> [EXERCISE INSTRUCTIONS]: All records are to be printed again exactly as they appear.

> [DATA FOR THIS TASK]:
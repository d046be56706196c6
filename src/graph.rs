use std::collections::HashMap;
use std::sync::Arc;

use petgraph::algo::toposort;
use petgraph::graph::{DiGraph, NodeIndex};

use crate::error::{Error, Result};
use crate::model::{next_node_id, DataType, Node, NodeId, Operation};

/// A user-built dependency graph over operation applications
///
/// Nodes are added in any order; edges express data dependencies. The
/// linker asks for the topological order once, at compile time, and the
/// compiled function keeps that order for the rest of its life.
#[derive(Debug, Default)]
pub struct OpGraph {
    graph: DiGraph<NodeId, ()>,
    nodes: HashMap<NodeId, Node>,
    indices: HashMap<NodeId, NodeIndex>,
}

impl OpGraph {
    pub fn new() -> Self {
        Self::default()
    }

    /// Place an operation in the graph and return the new node's id
    pub fn add_node(
        &mut self,
        op: &Arc<Operation>,
        name: &str,
        input_dtypes: &[DataType],
        output_dtypes: &[DataType],
    ) -> NodeId {
        let id = next_node_id();
        let node = Node {
            id,
            name: name.to_string(),
            op: Arc::clone(op),
            input_dtypes: input_dtypes.to_vec(),
            output_dtypes: output_dtypes.to_vec(),
        };
        let index = self.graph.add_node(id);
        self.nodes.insert(id, node);
        self.indices.insert(id, index);
        id
    }

    /// Record that `node` consumes an output of `dependency`
    pub fn add_dependency(&mut self, node: NodeId, dependency: NodeId) -> Result<()> {
        let from = self.index_of(dependency)?;
        let to = self.index_of(node)?;
        self.graph.add_edge(from, to, ());
        Ok(())
    }

    pub fn node(&self, id: NodeId) -> Option<&Node> {
        self.nodes.get(&id)
    }

    pub fn len(&self) -> usize {
        self.nodes.len()
    }

    pub fn is_empty(&self) -> bool {
        self.nodes.is_empty()
    }

    /// Node ids in a valid execution order
    pub fn toposort(&self) -> Result<Vec<NodeId>> {
        match toposort(&self.graph, None) {
            Ok(order) => Ok(order.into_iter().map(|ix| self.graph[ix]).collect()),
            Err(cycle) => {
                let id = self.graph[cycle.node_id()];
                let name = self
                    .nodes
                    .get(&id)
                    .map(|n| n.name.clone())
                    .unwrap_or_else(|| format!("{:?}", id));
                Err(Error::CyclicGraph(name))
            }
        }
    }

    fn index_of(&self, id: NodeId) -> Result<NodeIndex> {
        self.indices
            .get(&id)
            .copied()
            .ok_or_else(|| Error::Operation(format!("node {:?} is not part of this graph", id)))
    }
}
// Profiles a small two-function workload and prints the summary and a diff.

use std::sync::Arc;

use ndarray::Array2;

use dataflow_profiler::{
    DataType, ExecutionStrategy, FunctionRegistry, Linker, ModeRegistry, Node, OpClass, OpGraph,
    Operation, ProfileMode, Result, Thunk,
};

// Matmul runs "natively" (failure-flag contract), element-wise ops fall
// back to interpreted closures.
struct DemoBackend;

impl ExecutionStrategy for DemoBackend {
    fn thunk_for(&self, node: &Node) -> Result<Thunk> {
        let a = Array2::<f64>::ones((64, 64));
        let b = Array2::<f64>::ones((64, 64));
        if node.op.class().name == "Gemm" {
            Ok(Thunk::native(move || {
                std::hint::black_box(a.dot(&b));
                false
            }))
        } else {
            Ok(Thunk::interpreted(move || {
                std::hint::black_box(&a + &b);
                Ok(())
            }))
        }
    }
}

fn pipeline(gemm: &Arc<Operation>, add: &Arc<Operation>, sum: &Arc<Operation>) -> OpGraph {
    let f64s = [DataType::Float64, DataType::Float64];
    let mut graph = OpGraph::new();
    let product = graph.add_node(gemm, "gemm", &f64s, &[DataType::Float64]);
    let shifted = graph.add_node(add, "bias_add", &f64s, &[DataType::Float64]);
    let total = graph.add_node(sum, "reduce_sum", &[DataType::Float64], &[DataType::Float64]);
    graph.add_dependency(shifted, product).unwrap();
    graph.add_dependency(total, shifted).unwrap();
    graph
}

fn main() -> Result<()> {
    let gemm = Operation::with_flops_hint(OpClass::host("Gemm"), "Gemm{64x64}", 2.0 * 64.0 * 64.0 * 64.0);
    let add = Operation::new(OpClass::host("Add"), "Add{f64}");
    let sum = Operation::new(OpClass::host("Sum"), "Sum{f64}");

    let linker = Linker::new(vec![Box::new(DemoBackend)]);
    let mut functions = FunctionRegistry::new();

    let mode = Arc::new(ProfileMode::new());
    let id = mode.compile(&mut functions, &linker, &pipeline(&gemm, &add, &sum), "pipeline")?;
    for _ in 0..100 {
        mode.call(&mut functions, id)?;
    }

    // A second round, e.g. after tuning, for the diff report
    let tuned = Arc::new(ProfileMode::new());
    let tuned_id = tuned.compile(
        &mut functions,
        &linker,
        &pipeline(&gemm, &add, &sum),
        "pipeline_tuned",
    )?;
    for _ in 0..50 {
        tuned.call(&mut functions, tuned_id)?;
    }

    mode.print_summary(&functions, None)?;
    tuned.print_diff_summary(&mode, &functions, None)?;

    let mut registry = ModeRegistry::new();
    registry.register("demo", Arc::clone(&mode))?;
    // Already reported above, so route the shutdown flush to a sink
    registry.shutdown(&functions, &mut std::io::sink())?;
    Ok(())
}
use thiserror::Error;

pub type Result<T> = std::result::Result<T, Error>;

#[derive(Error, Debug)]
pub enum Error {
    #[error(
        "native thunk reported a failure at node '{node}' (op {op}). The native \
         boundary does not preserve stack-level diagnostics, so the underlying \
         fault cannot be shown here; re-run the function under a non-instrumented \
         execution strategy to see it"
    )]
    NativeExecution { node: String, op: String },

    #[error("operation failed: {0}")]
    Operation(String),

    #[error("graph contains a dependency cycle through node '{0}'")]
    CyclicGraph(String),

    #[error("execution strategy produced no thunk for node '{0}'")]
    MissingThunk(String),

    #[error("no compiled function with id {0}")]
    UnknownFunction(usize),

    #[error("profiling mode '{0}' is already registered")]
    DuplicateMode(String),

    #[error("session snapshot version {0} is not supported")]
    UnsupportedSnapshot(u32),

    #[error("I/O error: {0}")]
    Io(#[from] std::io::Error),

    #[error("serialization error: {0}")]
    Serialization(#[from] serde_json::Error),
}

> [EXERCISE RESULT]:
repository d046be56706196c6
filename src/graph.rs
use std::collections::HashMap;
use std::sync::Arc;

use petgraph::algo::toposort;
use petgraph::graph::{DiGraph, NodeIndex};

use crate::error::{Error, Result};
use crate::model::{next_node_id, DataType, Node, NodeId, Operation};

/// A user-built dependency graph over operation applications
///
/// Nodes are added in any order; edges express data dependencies. The
/// linker asks for the topological order once, at compile time, and the
/// compiled function keeps that order for the rest of its life.
#[derive(Debug, Default)]
pub struct OpGraph {
    graph: DiGraph<NodeId, ()>,
    nodes: HashMap<NodeId, Node>,
    indices: HashMap<NodeId, NodeIndex>,
}

impl OpGraph {
    pub fn new() -> Self {
        Self::default()
    }

    /// Place an operation in the graph and return the new node's id
    pub fn add_node(
        &mut self,
        op: &Arc<Operation>,
        name: &str,
        input_dtypes: &[DataType],
        output_dtypes: &[DataType],
    ) -> NodeId {
        let id = next_node_id();
        let node = Node {
            id,
            name: name.to_string(),
            op: Arc::clone(op),
            input_dtypes: input_dtypes.to_vec(),
            output_dtypes: output_dtypes.to_vec(),
        };
        let index = self.graph.add_node(id);
        self.nodes.insert(id, node);
        self.indices.insert(id, index);
        id
    }

    /// Record that `node` consumes an output of `dependency`
    pub fn add_dependency(&mut self, node: NodeId, dependency: NodeId) -> Result<()> {
        let from = self.index_of(dependency)?;
        let to = self.index_of(node)?;
        self.graph.add_edge(from, to, ());
        Ok(())
    }

    pub fn node(&self, id: NodeId) -> Option<&Node> {
        self.nodes.get(&id)
    }

    pub fn len(&self) -> usize {
        self.nodes.len()
    }

    pub fn is_empty(&self) -> bool {
        self.nodes.is_empty()
    }

    /// Node ids in a valid execution order
    pub fn toposort(&self) -> Result<Vec<NodeId>> {
        match toposort(&self.graph, None) {
            Ok(order) => Ok(order.into_iter().map(|ix| self.graph[ix]).collect()),
            Err(cycle) => {
                let id = self.graph[cycle.node_id()];
                let name = self
                    .nodes
                    .get(&id)
                    .map(|n| n.name.clone())
                    .unwrap_or_else(|| format!("{:?}", id));
                Err(Error::CyclicGraph(name))
            }
        }
    }

    fn index_of(&self, id: NodeId) -> Result<NodeIndex> {
        self.indices
            .get(&id)
            .copied()
            .ok_or_else(|| Error::Operation(format!("node {:?} is not part of this graph", id)))
    }
}
// Profiles a small two-function workload and prints the summary and a diff.

use std::sync::Arc;

use ndarray::Array2;

use dataflow_profiler::{
    DataType, ExecutionStrategy, FunctionRegistry, Linker, ModeRegistry, Node, OpClass, OpGraph,
    Operation, ProfileMode, Result, Thunk,
};

// Matmul runs "natively" (failure-flag contract), element-wise ops fall
// back to interpreted closures.
struct DemoBackend;

impl ExecutionStrategy for DemoBackend {
    fn thunk_for(&self, node: &Node) -> Result<Thunk> {
        let a = Array2::<f64>::ones((64, 64));
        let b = Array2::<f64>::ones((64, 64));
        if node.op.class().name == "Gemm" {
            Ok(Thunk::native(move || {
                std::hint::black_box(a.dot(&b));
                false
            }))
        } else {
            Ok(Thunk::interpreted(move || {
                std::hint::black_box(&a + &b);
                Ok(())
            }))
        }
    }
}

fn pipeline(gemm: &Arc<Operation>, add: &Arc<Operation>, sum: &Arc<Operation>) -> OpGraph {
    let f64s = [DataType::Float64, DataType::Float64];
    let mut graph = OpGraph::new();
    let product = graph.add_node(gemm, "gemm", &f64s, &[DataType::Float64]);
    let shifted = graph.add_node(add, "bias_add", &f64s, &[DataType::Float64]);
    let total = graph.add_node(sum, "reduce_sum", &[DataType::Float64], &[DataType::Float64]);
    graph.add_dependency(shifted, product).unwrap();
    graph.add_dependency(total, shifted).unwrap();
    graph
}

fn main() -> Result<()> {
    let gemm = Operation::with_flops_hint(OpClass::host("Gemm"), "Gemm{64x64}", 2.0 * 64.0 * 64.0 * 64.0);
    let add = Operation::new(OpClass::host("Add"), "Add{f64}");
    let sum = Operation::new(OpClass::host("Sum"), "Sum{f64}");

    let linker = Linker::new(vec![Box::new(DemoBackend)]);
    let mut functions = FunctionRegistry::new();

    let mode = Arc::new(ProfileMode::new());
    let id = mode.compile(&mut functions, &linker, &pipeline(&gemm, &add, &sum), "pipeline")?;
    for _ in 0..100 {
        mode.call(&mut functions, id)?;
    }

    // A second round, e.g. after tuning, for the diff report
    let tuned = Arc::new(ProfileMode::new());
    let tuned_id = tuned.compile(
        &mut functions,
        &linker,
        &pipeline(&gemm, &add, &sum),
        "pipeline_tuned",
    )?;
    for _ in 0..50 {
        tuned.call(&mut functions, tuned_id)?;
    }

    mode.print_summary(&functions, None)?;
    tuned.print_diff_summary(&mode, &functions, None)?;

    let mut registry = ModeRegistry::new();
    registry.register("demo", Arc::clone(&mode))?;
    // Already reported above, so route the shutdown flush to a sink
    registry.shutdown(&functions, &mut std::io::sink())?;
    Ok(())
}
use thiserror::Error;

pub type Result<T> = std::result::Result<T, Error>;

#[derive(Error, Debug)]
pub enum Error {
    #[error(
        "native thunk reported a failure at node '{node}' (op {op}). The native \
         boundary does not preserve stack-level diagnostics, so the underlying \
         fault cannot be shown here; re-run the function under a non-instrumented \
         execution strategy to see it"
    )]
    NativeExecution { node: String, op: String },

    #[error("operation failed: {0}")]
    Operation(String),

    #[error("graph contains a dependency cycle through node '{0}'")]
    CyclicGraph(String),

    #[error("execution strategy produced no thunk for node '{0}'")]
    MissingThunk(String),

    #[error("no compiled function with id {0}")]
    UnknownFunction(usize),

    #[error("profiling mode '{0}' is already registered")]
    DuplicateMode(String),

    #[error("session snapshot version {0} is not supported")]
    UnsupportedSnapshot(u32),

    #[error("I/O error: {0}")]
    Io(#[from] std::io::Error),

    #[error("serialization error: {0}")]
    Serialization(#[from] serde_json::Error),
}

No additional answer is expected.